**WHAT TO DO**
Go to the line containing "let path = menu_path_key(&item.path);" in the records below and print it and every following line exactly, on through the line containing "for (i, work)", then stop.

**AVAILABLE DATA**
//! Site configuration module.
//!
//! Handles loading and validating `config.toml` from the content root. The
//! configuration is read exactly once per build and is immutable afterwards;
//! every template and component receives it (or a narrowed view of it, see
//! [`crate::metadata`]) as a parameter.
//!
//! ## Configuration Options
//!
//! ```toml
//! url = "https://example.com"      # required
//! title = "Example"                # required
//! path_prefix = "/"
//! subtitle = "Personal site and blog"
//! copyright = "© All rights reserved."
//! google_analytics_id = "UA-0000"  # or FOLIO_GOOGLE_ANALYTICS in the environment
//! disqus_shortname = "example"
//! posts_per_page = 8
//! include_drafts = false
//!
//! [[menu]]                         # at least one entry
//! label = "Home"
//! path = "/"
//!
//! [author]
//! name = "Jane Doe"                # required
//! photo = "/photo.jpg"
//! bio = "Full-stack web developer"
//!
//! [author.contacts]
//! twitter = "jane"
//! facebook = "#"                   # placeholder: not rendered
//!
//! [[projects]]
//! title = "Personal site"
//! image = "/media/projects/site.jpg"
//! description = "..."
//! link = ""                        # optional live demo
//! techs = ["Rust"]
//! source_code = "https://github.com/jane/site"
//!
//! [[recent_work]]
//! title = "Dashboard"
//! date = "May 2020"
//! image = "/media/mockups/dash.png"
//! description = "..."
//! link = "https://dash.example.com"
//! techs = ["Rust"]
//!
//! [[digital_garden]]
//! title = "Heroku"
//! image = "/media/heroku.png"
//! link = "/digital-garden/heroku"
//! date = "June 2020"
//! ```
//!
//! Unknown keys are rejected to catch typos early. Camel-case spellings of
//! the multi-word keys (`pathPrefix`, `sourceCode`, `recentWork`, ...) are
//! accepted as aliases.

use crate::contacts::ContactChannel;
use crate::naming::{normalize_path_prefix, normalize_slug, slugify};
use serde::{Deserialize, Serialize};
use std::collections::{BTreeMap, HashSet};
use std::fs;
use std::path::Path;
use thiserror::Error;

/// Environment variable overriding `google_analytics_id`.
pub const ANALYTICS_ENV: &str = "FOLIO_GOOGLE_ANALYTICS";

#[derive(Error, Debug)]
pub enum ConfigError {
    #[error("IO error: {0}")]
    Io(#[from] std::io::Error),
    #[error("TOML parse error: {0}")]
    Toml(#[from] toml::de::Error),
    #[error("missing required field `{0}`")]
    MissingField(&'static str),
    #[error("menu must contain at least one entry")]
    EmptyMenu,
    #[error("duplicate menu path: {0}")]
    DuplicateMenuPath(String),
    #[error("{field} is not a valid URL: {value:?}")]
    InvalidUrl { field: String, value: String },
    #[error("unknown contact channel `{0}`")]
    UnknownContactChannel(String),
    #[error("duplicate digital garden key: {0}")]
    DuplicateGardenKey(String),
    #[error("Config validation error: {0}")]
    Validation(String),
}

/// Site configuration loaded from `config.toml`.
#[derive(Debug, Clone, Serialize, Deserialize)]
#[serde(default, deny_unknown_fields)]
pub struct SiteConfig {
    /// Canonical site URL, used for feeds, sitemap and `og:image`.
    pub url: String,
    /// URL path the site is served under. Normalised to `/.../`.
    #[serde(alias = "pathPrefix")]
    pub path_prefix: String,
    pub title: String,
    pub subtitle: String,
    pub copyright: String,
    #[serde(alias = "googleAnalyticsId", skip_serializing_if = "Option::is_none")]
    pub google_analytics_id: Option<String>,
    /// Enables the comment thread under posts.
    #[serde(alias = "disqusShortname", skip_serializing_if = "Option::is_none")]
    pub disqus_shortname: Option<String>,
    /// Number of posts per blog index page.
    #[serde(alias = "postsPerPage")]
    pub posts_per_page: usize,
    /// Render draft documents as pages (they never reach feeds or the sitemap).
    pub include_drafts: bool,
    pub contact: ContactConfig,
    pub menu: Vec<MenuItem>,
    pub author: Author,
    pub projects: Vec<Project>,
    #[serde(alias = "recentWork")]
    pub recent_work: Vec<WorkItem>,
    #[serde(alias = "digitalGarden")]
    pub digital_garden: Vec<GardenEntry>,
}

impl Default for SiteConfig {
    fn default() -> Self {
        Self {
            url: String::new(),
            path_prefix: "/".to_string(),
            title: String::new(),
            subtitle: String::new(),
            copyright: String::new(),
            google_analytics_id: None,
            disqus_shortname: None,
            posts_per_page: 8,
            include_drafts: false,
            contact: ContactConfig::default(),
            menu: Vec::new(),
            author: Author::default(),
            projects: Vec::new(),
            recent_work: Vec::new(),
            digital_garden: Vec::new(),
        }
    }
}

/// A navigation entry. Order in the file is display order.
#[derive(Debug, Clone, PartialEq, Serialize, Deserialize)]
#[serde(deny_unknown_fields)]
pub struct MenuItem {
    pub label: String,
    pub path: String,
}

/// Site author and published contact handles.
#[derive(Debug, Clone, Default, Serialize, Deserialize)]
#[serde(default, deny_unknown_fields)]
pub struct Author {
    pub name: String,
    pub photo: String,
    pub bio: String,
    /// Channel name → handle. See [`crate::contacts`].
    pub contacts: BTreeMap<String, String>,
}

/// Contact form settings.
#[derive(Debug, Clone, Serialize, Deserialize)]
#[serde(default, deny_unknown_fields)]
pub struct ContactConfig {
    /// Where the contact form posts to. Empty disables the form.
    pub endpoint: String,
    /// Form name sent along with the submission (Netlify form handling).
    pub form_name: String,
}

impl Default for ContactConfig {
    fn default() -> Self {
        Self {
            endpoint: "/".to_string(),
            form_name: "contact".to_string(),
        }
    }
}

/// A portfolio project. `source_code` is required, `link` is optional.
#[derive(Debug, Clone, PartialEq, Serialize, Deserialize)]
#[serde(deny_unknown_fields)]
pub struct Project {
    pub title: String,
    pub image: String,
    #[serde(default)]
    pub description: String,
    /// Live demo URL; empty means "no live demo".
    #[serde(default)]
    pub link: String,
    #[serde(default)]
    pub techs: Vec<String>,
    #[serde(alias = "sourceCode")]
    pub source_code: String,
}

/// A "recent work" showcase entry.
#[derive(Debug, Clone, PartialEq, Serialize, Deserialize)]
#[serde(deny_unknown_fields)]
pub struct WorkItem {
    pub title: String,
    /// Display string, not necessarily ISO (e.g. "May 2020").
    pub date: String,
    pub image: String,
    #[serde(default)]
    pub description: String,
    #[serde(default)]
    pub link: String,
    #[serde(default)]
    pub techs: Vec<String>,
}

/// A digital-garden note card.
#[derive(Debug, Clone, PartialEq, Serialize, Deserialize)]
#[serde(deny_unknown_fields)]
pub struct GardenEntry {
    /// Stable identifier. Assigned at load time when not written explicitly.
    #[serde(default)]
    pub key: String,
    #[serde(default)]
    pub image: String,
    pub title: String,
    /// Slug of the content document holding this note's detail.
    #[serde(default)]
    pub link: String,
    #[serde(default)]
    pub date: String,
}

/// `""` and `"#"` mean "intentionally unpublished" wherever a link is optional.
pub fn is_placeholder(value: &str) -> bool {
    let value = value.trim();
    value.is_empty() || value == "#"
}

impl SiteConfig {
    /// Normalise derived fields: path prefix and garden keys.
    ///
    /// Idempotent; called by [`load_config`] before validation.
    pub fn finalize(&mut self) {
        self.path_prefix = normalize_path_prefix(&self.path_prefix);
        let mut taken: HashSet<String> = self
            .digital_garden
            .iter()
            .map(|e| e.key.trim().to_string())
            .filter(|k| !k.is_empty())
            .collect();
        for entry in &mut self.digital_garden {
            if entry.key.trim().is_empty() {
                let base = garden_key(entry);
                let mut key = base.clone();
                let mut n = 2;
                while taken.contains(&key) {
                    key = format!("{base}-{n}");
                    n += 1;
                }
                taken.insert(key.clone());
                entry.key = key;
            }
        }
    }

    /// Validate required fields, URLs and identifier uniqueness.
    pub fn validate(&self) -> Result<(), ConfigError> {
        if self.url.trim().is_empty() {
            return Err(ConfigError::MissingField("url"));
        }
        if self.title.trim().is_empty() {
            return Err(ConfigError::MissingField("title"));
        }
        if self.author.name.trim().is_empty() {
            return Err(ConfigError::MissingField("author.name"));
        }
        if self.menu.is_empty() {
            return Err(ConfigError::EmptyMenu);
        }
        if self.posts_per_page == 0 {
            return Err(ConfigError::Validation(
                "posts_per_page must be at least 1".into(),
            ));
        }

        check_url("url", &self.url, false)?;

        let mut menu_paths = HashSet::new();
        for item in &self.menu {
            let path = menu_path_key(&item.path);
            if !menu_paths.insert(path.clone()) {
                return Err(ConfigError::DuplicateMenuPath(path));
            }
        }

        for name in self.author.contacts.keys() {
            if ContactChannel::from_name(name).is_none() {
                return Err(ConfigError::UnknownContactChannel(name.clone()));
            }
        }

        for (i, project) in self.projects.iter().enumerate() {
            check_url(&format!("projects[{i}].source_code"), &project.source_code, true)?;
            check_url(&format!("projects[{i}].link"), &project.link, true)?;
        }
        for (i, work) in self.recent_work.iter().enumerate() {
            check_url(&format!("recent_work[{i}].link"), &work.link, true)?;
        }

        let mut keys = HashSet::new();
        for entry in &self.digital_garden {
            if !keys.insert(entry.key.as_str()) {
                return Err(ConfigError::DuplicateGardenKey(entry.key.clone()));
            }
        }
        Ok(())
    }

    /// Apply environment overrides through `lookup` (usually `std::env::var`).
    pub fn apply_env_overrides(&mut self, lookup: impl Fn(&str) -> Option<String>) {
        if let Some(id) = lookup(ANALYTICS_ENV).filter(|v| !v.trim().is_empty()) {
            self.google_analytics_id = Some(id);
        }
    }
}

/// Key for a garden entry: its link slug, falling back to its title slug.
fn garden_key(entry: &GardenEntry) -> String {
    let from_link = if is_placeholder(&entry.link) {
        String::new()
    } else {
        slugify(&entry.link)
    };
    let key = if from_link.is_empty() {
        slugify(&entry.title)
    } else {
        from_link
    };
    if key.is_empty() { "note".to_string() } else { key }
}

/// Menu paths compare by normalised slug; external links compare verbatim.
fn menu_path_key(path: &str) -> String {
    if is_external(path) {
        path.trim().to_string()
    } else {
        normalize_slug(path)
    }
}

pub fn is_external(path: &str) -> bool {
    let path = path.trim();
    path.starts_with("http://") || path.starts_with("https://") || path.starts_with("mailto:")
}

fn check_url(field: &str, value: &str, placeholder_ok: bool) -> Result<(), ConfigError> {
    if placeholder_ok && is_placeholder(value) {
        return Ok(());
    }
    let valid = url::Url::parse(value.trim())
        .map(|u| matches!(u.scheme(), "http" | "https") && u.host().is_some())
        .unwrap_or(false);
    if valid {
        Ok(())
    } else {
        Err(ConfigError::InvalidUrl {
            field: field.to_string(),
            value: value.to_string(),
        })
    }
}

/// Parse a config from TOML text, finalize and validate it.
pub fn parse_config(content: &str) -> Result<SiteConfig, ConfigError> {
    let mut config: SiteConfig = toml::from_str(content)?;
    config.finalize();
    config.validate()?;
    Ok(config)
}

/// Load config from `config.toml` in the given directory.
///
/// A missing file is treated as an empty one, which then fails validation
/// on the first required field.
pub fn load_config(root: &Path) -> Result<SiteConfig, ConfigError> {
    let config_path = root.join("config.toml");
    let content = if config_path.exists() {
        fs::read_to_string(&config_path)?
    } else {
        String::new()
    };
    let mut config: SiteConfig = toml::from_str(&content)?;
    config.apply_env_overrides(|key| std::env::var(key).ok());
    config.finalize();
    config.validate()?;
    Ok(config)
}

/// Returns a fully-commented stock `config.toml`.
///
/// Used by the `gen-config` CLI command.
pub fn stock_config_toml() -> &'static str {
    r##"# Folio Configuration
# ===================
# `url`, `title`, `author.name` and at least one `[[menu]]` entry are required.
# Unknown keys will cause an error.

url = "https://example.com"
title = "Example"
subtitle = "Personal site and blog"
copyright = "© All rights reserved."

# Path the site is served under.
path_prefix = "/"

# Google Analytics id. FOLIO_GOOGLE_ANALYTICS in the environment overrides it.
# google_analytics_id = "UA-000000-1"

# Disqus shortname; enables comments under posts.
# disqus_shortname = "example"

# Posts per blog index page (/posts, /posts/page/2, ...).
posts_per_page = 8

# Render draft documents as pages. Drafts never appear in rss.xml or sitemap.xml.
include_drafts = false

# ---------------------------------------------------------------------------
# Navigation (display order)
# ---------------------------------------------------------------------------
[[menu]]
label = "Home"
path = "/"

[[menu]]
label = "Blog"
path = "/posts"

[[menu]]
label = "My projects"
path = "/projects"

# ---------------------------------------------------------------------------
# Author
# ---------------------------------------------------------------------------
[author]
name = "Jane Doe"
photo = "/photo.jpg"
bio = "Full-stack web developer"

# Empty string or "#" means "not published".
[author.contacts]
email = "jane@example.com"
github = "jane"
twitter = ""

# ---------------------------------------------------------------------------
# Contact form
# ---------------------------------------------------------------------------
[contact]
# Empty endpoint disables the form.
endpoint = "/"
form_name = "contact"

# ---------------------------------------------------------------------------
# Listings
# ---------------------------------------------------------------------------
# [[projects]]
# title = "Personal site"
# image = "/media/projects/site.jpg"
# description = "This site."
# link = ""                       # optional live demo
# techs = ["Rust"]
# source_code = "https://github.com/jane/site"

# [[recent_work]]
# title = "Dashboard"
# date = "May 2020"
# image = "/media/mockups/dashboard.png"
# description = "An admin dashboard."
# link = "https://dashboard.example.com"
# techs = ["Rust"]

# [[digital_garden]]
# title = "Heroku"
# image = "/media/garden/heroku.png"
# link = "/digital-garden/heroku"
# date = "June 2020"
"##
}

**TASK RESPONSE**
            let path = menu_path_key(&item.path);
            if !menu_paths.insert(path.clone()) {
                return Err(ConfigError::DuplicateMenuPath(path));
            }
        }

        for name in self.author.contacts.keys() {
            if ContactChannel::from_name(name).is_none() {
                return Err(ConfigError::UnknownContactChannel(name.clone()));
            }
        }

        for (i, project) in self.projects.iter().enumerate() {
            check_url(&format!("projects[{i}].source_code"), &project.source_code, true)?;
            check_url(&format!("projects[{i}].link"), &project.link, true)?;
        }
        for (i, work) in self.recent_work.iter().enumerate() {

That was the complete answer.